I don’t use music in the same way when I’m ill, except for the occasional reliance on my tried-and-true favorite albums to take a nap to (MY BLOODY VALENTINE’s Loveless, BRIAN ENO’s ambient albums, WINDY & CARL’s and AMP’s entries in Darla’s Bliss Out Series, and, perhaps oddly, JIMI HENDRIX’s Live at Winterland). Sure, there’s plenty of music that I find especially soothing or relaxing, but I don’t instinctively listen to it when I’m sick.
There are, however, musicians who I appreciate for their reliability. Even though he often alternates between comedy, drama, and something in between, I know what a ‘typical Woody Allen film’ will feel like, and that’s partly why I find his films comforting. Similarly, many of my favorite musicians have maintained one consistent artistic voice over the years, even as they’ve switched up their style in small ways now and then. They’re musicians who are always in danger of being described as repeating themselves, artists who occasionally get ignored for years at a time because the each album sounds too much like the last one. To me familiarity can be a winning quality. Repetition isn’t always a sign of being stuck in a rut. Sometimes it’s the mark of someone who possesses a singular creative voice, who has built his or her own distinctive musical world and is working within it.

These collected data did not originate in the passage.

//! Cluster danger scoring and naming
//!
//! Once sources are partitioned, each cluster is scored 0-100 from its
//! members' behavioral signals and given a deterministic descriptive name.
//! Cluster IDs are canonicalized by descending danger score so repeated runs
//! on identical input bind the same ID to the same label.

use std::collections::BTreeMap;

use serde::{Deserialize, Serialize};

use super::features::SourceMetrics;

/// Weight of the peak packet rate within a cluster
const RATE_WEIGHT: f64 = 0.5;
/// Weight of the average port diversity
const PORT_WEIGHT: f64 = 0.3;
/// Weight of the cluster's share of all sources
const SHARE_WEIGHT: f64 = 0.2;

/// A source's cluster membership and the cluster's danger verdict
#[derive(Debug, Clone, PartialEq, Serialize, Deserialize)]
pub struct ClusterAssignment {
    /// Originating address
    pub source_ip: String,
    /// Canonical cluster ID, 1..n by descending danger score
    pub cluster_id: u32,
    /// Deterministic descriptive label
    pub cluster_name: String,
    /// Whether the cluster's danger score exceeds the threshold
    pub is_dangerous: bool,
    /// Cluster danger score, 0-100
    pub danger_score: f64,
}

/// Per-cluster aggregates used for scoring and canonical ordering
struct ClusterStats {
    members: Vec<usize>,
    min_source: String,
    score: f64,
    rate_term: f64,
    port_term: f64,
}

/// Score each cluster and produce one assignment per source, aligned with
/// the input order of `metrics`.
///
/// `labels[i]` is the raw cluster label of `metrics[i]`; `threshold` is the
/// 0-100 danger cutoff (scores strictly above it flag the cluster).
pub fn assign_clusters(
    metrics: &[SourceMetrics],
    labels: &[usize],
    threshold: f64,
) -> Vec<ClusterAssignment> {
    debug_assert_eq!(metrics.len(), labels.len());
    if metrics.is_empty() {
        return Vec::new();
    }

    let total_sources = metrics.len() as f64;
    let max_pps_overall = metrics
        .iter()
        .map(|m| m.packets_per_second)
        .fold(0.0f64, f64::max)
        .max(1.0);
    let max_ports_overall = metrics
        .iter()
        .map(|m| m.unique_ports as f64)
        .fold(0.0f64, f64::max)
        .max(1.0);

    // BTreeMap keeps raw-label iteration stable
    let mut clusters: BTreeMap<usize, Vec<usize>> = BTreeMap::new();
    for (i, &label) in labels.iter().enumerate() {
        clusters.entry(label).or_default().push(i);
    }

    let mut stats: Vec<ClusterStats> = clusters
        .into_values()
        .map(|members| {
            let max_pps = members
                .iter()
                .map(|&i| metrics[i].packets_per_second)
                .fold(0.0f64, f64::max);
            let avg_ports = members
                .iter()
                .map(|&i| metrics[i].unique_ports as f64)
                .sum::<f64>()
                / members.len() as f64;
            let min_source = members
                .iter()
                .map(|&i| metrics[i].source_ip.clone())
                .min()
                .unwrap_or_default();

            let rate_term = RATE_WEIGHT * max_pps / max_pps_overall;
            let port_term = PORT_WEIGHT * avg_ports / max_ports_overall;
            let share_term = SHARE_WEIGHT * members.len() as f64 / total_sources;
            let score = 100.0 * (rate_term + port_term + share_term);

            ClusterStats {
                members,
                min_source,
                score,
                rate_term,
                port_term,
            }
        })
        .collect();

    // Canonical order: descending danger, ties by lowest member address
    stats.sort_by(|a, b| {
        b.score
            .partial_cmp(&a.score)
            .unwrap_or(std::cmp::Ordering::Equal)
            .then_with(|| a.min_source.cmp(&b.min_source))
    });

    let mut assignments: Vec<(usize, ClusterAssignment)> = Vec::with_capacity(metrics.len());
    for (rank, cluster) in stats.iter().enumerate() {
        let cluster_id = rank as u32 + 1;
        let is_dangerous = cluster.score > threshold;
        let name = cluster_name(cluster.score, cluster.rate_term, cluster.port_term);

        for &i in &cluster.members {
            assignments.push((
                i,
                ClusterAssignment {
                    source_ip: metrics[i].source_ip.clone(),
                    cluster_id,
                    cluster_name: name.clone(),
                    is_dangerous,
                    danger_score: cluster.score,
                },
            ));
        }
    }

    assignments.sort_by_key(|(i, _)| *i);
    assignments.into_iter().map(|(_, a)| a).collect()
}

/// Deterministic cluster label from danger tier and dominant trait
fn cluster_name(score: f64, rate_term: f64, port_term: f64) -> String {
    let trait_name = if port_term > rate_term {
        "Port Scanner"
    } else {
        "High-Volume Flooder"
    };

    if score > 80.0 {
        format!("Critical {trait_name}")
    } else if score > 60.0 {
        format!("High Risk {trait_name}")
    } else if score > 40.0 {
        "Medium Risk Traffic".to_string()
    } else {
        "Normal Traffic".to_string()
    }
}

#[cfg(test)]
mod tests {
    use super::*;

    fn make_metrics(source: &str, pps: f64, ports: u32) -> SourceMetrics {
        SourceMetrics {
            source_ip: source.to_string(),
            packet_count: 10,
            packets_per_second: pps,
            average_packet_size: 500.0,
            total_bytes: 5000,
            duration_seconds: 10.0 / pps.max(0.001),
            unique_ports: ports,
            protocols: vec!["TCP".to_string()],
        }
    }

    #[test]
    fn test_scanner_cluster_flagged_dangerous() {
        let metrics = vec![
            make_metrics("45.142.120.15", 900.0, 60), // scanner-like
            make_metrics("192.168.1.5", 2.0, 2),
            make_metrics("192.168.1.6", 3.0, 1),
        ];
        let labels = vec![0, 1, 1];

        let assignments = assign_clusters(&metrics, &labels, 60.0);

        let scanner = &assignments[0];
        assert!(scanner.is_dangerous);
        assert!(scanner.danger_score > 60.0);
        // highest danger gets the canonical ID 1
        assert_eq!(scanner.cluster_id, 1);

        let benign = &assignments[1];
        assert!(!benign.is_dangerous);
        assert_eq!(benign.cluster_name, "Normal Traffic");
        assert_eq!(benign.cluster_id, 2);
    }

    #[test]
    fn test_canonical_ids_ignore_raw_label_permutation() {
        let metrics = vec![
            make_metrics("45.142.120.15", 900.0, 60),
            make_metrics("192.168.1.5", 2.0, 2),
            make_metrics("192.168.1.6", 3.0, 1),
        ];

        let a = assign_clusters(&metrics, &[0, 1, 1], 60.0);
        let b = assign_clusters(&metrics, &[1, 0, 0], 60.0);
        assert_eq!(a, b);
    }

    #[test]
    fn test_scores_bounded() {
        let metrics = vec![
            make_metrics("1.1.1.1", 5000.0, 200),
            make_metrics("2.2.2.2", 5000.0, 200),
        ];
        let assignments = assign_clusters(&metrics, &[0, 0], 60.0);

        for a in &assignments {
            assert!(a.danger_score >= 0.0 && a.danger_score <= 100.0);
        }
    }

    #[test]
    fn test_naming_picks_dominant_trait() {
        // Rate dominates: one source with extreme pps, few ports
        let metrics = vec![
            make_metrics("1.1.1.1", 5000.0, 1),
            make_metrics("2.2.2.2", 1.0, 1),
            make_metrics("3.3.3.3", 1.5, 1),
        ];
        let assignments = assign_clusters(&metrics, &[0, 1, 1], 60.0);
        assert!(assignments[0].cluster_name.contains("High-Volume Flooder"));
    }

    #[test]
    fn test_empty_input() {
        assert!(assign_clusters(&[], &[], 60.0).is_empty());
    }
}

I’m thinking of someone like JONATHAN RICHMAN, whose inspirations, style and themes have remained so consistent, and unaffected by popular tastes, that the album of his which is mentioned most often is one he recorded as a teenager, over 30 years ago, even though he’s released somewhere around 20 albums since then. When you put on a Jonathan Richman album, you know instantly into whose worldview you’ve just entered.

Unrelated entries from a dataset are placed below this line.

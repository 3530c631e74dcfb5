//! Normalized packet representation
//!
//! One row of a capture export, normalized by the CSV parser. Addresses are
//! kept as strings because Wireshark exports mix IP addresses with link-layer
//! addresses (ARP rows) and resolved hostnames.

use serde::{Deserialize, Serialize};

/// Ports commonly abused for lateral movement and remote access
/// (Telnet, MS-RPC, NetBIOS, SMB, RDP, VNC).
pub const SUSPICIOUS_PORTS: &[u16] = &[23, 135, 139, 445, 3389, 5900];

/// Protocol labels considered unremarkable in a capture. Matching is
/// case-sensitive against the label the export carries.
pub const STANDARD_PROTOCOLS: &[&str] =
    &["ARP", "DNS", "ICMP", "HTTP", "HTTPS", "TCP", "TLS", "UDP"];

/// Standard Ethernet MTU; frames above this suggest fragmentation or abuse.
pub const STANDARD_MTU_BYTES: i64 = 1500;

/// A single captured packet, immutable once parsed.
#[derive(Debug, Clone, PartialEq, Serialize, Deserialize)]
pub struct PacketRecord {
    /// Capture sequence number ("No." column)
    pub no: u32,
    /// Time offset from capture start, in seconds
    pub time: f64,
    /// Originating address as exported
    pub source_ip: String,
    /// Destination address as exported
    pub dest_ip: String,
    /// Protocol label from the export (e.g. "TCP", "TLSv1.2")
    pub protocol: String,
    /// Frame length in bytes
    pub length: i64,
    /// Destination port extracted from the info column, 0 if absent
    pub port: u16,
    /// Human-readable info column, kept for diagnostics
    pub info: String,
}

impl PacketRecord {
    /// Whether the destination port is on the suspicious list
    pub fn has_suspicious_port(&self) -> bool {
        SUSPICIOUS_PORTS.contains(&self.port)
    }

    /// Whether the frame exceeds the standard Ethernet MTU
    pub fn is_oversized(&self) -> bool {
        self.length > STANDARD_MTU_BYTES
    }

    /// Whether the protocol label is outside the standard set
    pub fn has_unusual_protocol(&self) -> bool {
        !STANDARD_PROTOCOLS.contains(&self.protocol.as_str())
    }
}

Though his discography can be separated into a few distinct periods, TOM WAITS occupies similar ground, in part because his voice (his literal voice, in this case) is so unmistakable, but also because the universe within one of his songs is so detailed, so full. I think also of musicians with a strong storytelling voice, like TOWNES VAN ZANDT or JOHN DARNIELLE of THE MOUNTAIN GOATS, and of someone so committed to his own personal style that he takes other people’s songs and makes them sound like his own, like MARK KOZELEK (of RED HOUSE PAINTERS and SUN KIL MOON) and jazz vocalist JIMMY SCOTT.

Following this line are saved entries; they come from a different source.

use anyhow::{Context, Result};
use serde::{Deserialize, Serialize};
use std::path::{Path, PathBuf};

/// Main configuration structure
#[derive(Debug, Clone, Default, Serialize, Deserialize)]
pub struct Config {
    #[serde(default)]
    pub clustering: ClusteringConfig,

    #[serde(default)]
    pub scoring: ScoringConfig,
}

impl Config {
    /// Load configuration from file
    pub fn load<P: AsRef<Path>>(path: P) -> Result<Self> {
        let content = std::fs::read_to_string(&path)
            .with_context(|| format!("Failed to read config file: {}", path.as_ref().display()))?;

        let config: Config = toml::from_str(&content)
            .with_context(|| format!("Failed to parse config file: {}", path.as_ref().display()))?;

        Ok(config)
    }

    /// Load config from default locations or fall back to defaults
    pub fn load_or_default() -> Result<Self> {
        let paths = [
            PathBuf::from("/etc/trafsift/config.toml"),
            PathBuf::from("trafsift.toml"),
        ];

        for path in &paths {
            if path.exists() {
                return Self::load(path);
            }
        }

        Ok(Self::default())
    }

    /// Save configuration to file
    pub fn save<P: AsRef<Path>>(&self, path: P) -> Result<()> {
        let content = toml::to_string_pretty(self)?;
        std::fs::write(&path, content)?;
        Ok(())
    }
}

/// Clustering engine configuration
#[derive(Debug, Clone, Serialize, Deserialize)]
pub struct ClusteringConfig {
    /// Default clustering method ("kmeans" or "dbscan")
    #[serde(default = "default_method")]
    pub method: String,

    /// Default cluster count
    #[serde(default = "default_clusters")]
    pub clusters: usize,

    /// Seed for k-means initialization; fixed so repeated runs on identical
    /// input produce identical cluster IDs
    #[serde(default = "default_seed")]
    pub seed: u64,

    /// K-means iteration cap per restart
    #[serde(default = "default_max_iter")]
    pub max_iter: usize,

    /// K-means restarts, best inertia wins
    #[serde(default = "default_n_init")]
    pub n_init: usize,

    /// K-means convergence tolerance on centroid movement
    #[serde(default = "default_tolerance")]
    pub tolerance: f64,

    /// Danger score cutoff (0-100); clusters strictly above are flagged
    #[serde(default = "default_danger_threshold")]
    pub danger_threshold: f64,

    /// DBSCAN neighborhood radius in scaled feature space
    #[serde(default = "default_dbscan_eps")]
    pub dbscan_eps: f64,

    /// DBSCAN minimum neighborhood size for a core point
    #[serde(default = "default_dbscan_min_samples")]
    pub dbscan_min_samples: usize,
}

impl Default for ClusteringConfig {
    fn default() -> Self {
        Self {
            method: default_method(),
            clusters: default_clusters(),
            seed: default_seed(),
            max_iter: default_max_iter(),
            n_init: default_n_init(),
            tolerance: default_tolerance(),
            danger_threshold: default_danger_threshold(),
            dbscan_eps: default_dbscan_eps(),
            dbscan_min_samples: default_dbscan_min_samples(),
        }
    }
}

fn default_method() -> String {
    "kmeans".to_string()
}

fn default_clusters() -> usize {
    3
}

fn default_seed() -> u64 {
    42
}

fn default_max_iter() -> usize {
    300
}

fn default_n_init() -> usize {
    10
}

fn default_tolerance() -> f64 {
    1e-4
}

fn default_danger_threshold() -> f64 {
    60.0
}

fn default_dbscan_eps() -> f64 {
    0.5
}

fn default_dbscan_min_samples() -> usize {
    2
}

/// Threat scoring configuration
#[derive(Debug, Clone, Serialize, Deserialize)]
pub struct ScoringConfig {
    /// Points added for a suspicious destination port
    #[serde(default = "default_port_score")]
    pub suspicious_port_score: f64,

    /// Points added for a frame above the standard Ethernet MTU
    #[serde(default = "default_oversize_score")]
    pub oversize_score: f64,

    /// Points added for a protocol outside the standard set
    #[serde(default = "default_protocol_score")]
    pub unusual_protocol_score: f64,
}

impl Default for ScoringConfig {
    fn default() -> Self {
        Self {
            suspicious_port_score: default_port_score(),
            oversize_score: default_oversize_score(),
            unusual_protocol_score: default_protocol_score(),
        }
    }
}

fn default_port_score() -> f64 {
    30.0
}

fn default_oversize_score() -> f64 {
    20.0
}

fn default_protocol_score() -> f64 {
    15.0
}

I suppose something like ‘cult musician’ is often the code word used for what I’m thinking about, for musicians who do with they do, and do it well, with some people loving it, and some people hating it. Yet this isn’t just about eccentricity but consistency, a certain focus and purity of vision. It doesn’t only apply to the outcasts and oddballs. Think of how devoted to his beloved style of music TONY BENNETT is, singing the same old songs in the same timeless way over 50 years after he began. I admire the persistence it takes to stick to what you find pleasurable and carry it on like that, just as I admire the fact that the great New Orleans piano man PROFESSOR LONGHAIR sang the same exact songs for his whole career.
I like surprise, change, and innovation as much as anyone, but there’s something to be said for consistency of vision. It might not put an artist on best-of-the-year lists as easily as a bold departure will, but for music listeners it offers the distinct pleasure of comfort.